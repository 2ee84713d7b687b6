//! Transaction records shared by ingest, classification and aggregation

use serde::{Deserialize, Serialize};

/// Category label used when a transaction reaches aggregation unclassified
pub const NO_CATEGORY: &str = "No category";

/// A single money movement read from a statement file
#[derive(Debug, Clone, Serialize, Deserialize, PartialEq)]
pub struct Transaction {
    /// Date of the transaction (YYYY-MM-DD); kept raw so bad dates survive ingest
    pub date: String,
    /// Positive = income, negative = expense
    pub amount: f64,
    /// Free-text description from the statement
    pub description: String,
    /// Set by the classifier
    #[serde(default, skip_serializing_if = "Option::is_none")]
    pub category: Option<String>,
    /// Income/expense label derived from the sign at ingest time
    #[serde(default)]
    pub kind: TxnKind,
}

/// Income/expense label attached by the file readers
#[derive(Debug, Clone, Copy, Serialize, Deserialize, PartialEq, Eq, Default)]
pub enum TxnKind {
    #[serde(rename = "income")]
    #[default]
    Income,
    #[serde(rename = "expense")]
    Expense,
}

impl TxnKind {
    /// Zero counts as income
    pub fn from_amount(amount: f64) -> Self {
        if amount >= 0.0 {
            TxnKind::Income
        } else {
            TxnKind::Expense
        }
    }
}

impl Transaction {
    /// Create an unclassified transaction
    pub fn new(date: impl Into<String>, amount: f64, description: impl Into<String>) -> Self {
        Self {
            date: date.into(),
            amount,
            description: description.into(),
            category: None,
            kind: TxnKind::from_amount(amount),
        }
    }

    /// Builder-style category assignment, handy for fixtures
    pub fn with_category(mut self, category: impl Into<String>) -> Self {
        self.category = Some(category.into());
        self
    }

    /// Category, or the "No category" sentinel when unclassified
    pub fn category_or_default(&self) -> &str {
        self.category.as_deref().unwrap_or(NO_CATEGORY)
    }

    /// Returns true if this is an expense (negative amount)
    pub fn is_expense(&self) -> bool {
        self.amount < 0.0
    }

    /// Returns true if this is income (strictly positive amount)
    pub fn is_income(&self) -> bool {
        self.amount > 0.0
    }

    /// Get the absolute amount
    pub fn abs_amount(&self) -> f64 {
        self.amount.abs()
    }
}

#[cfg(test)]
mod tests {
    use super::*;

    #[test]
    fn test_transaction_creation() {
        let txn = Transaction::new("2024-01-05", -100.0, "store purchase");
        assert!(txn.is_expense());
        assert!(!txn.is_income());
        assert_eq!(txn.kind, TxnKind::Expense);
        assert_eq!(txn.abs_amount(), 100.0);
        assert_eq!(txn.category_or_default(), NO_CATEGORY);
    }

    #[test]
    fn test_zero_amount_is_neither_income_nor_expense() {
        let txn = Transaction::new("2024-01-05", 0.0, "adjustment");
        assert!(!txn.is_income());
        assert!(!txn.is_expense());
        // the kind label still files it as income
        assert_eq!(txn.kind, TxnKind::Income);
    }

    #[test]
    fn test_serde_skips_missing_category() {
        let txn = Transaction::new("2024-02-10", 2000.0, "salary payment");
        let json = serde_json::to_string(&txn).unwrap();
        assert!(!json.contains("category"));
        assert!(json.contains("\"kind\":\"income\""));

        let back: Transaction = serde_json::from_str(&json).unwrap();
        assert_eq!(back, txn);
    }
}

Task objective:
When a line among the entries contains "label", pull that line out.

Task result:
/// Category label used when a transaction reaches aggregation unclassified
    /// Income/expense label derived from the sign at ingest time
/// Income/expense label attached by the file readers
        // the kind label still files it as income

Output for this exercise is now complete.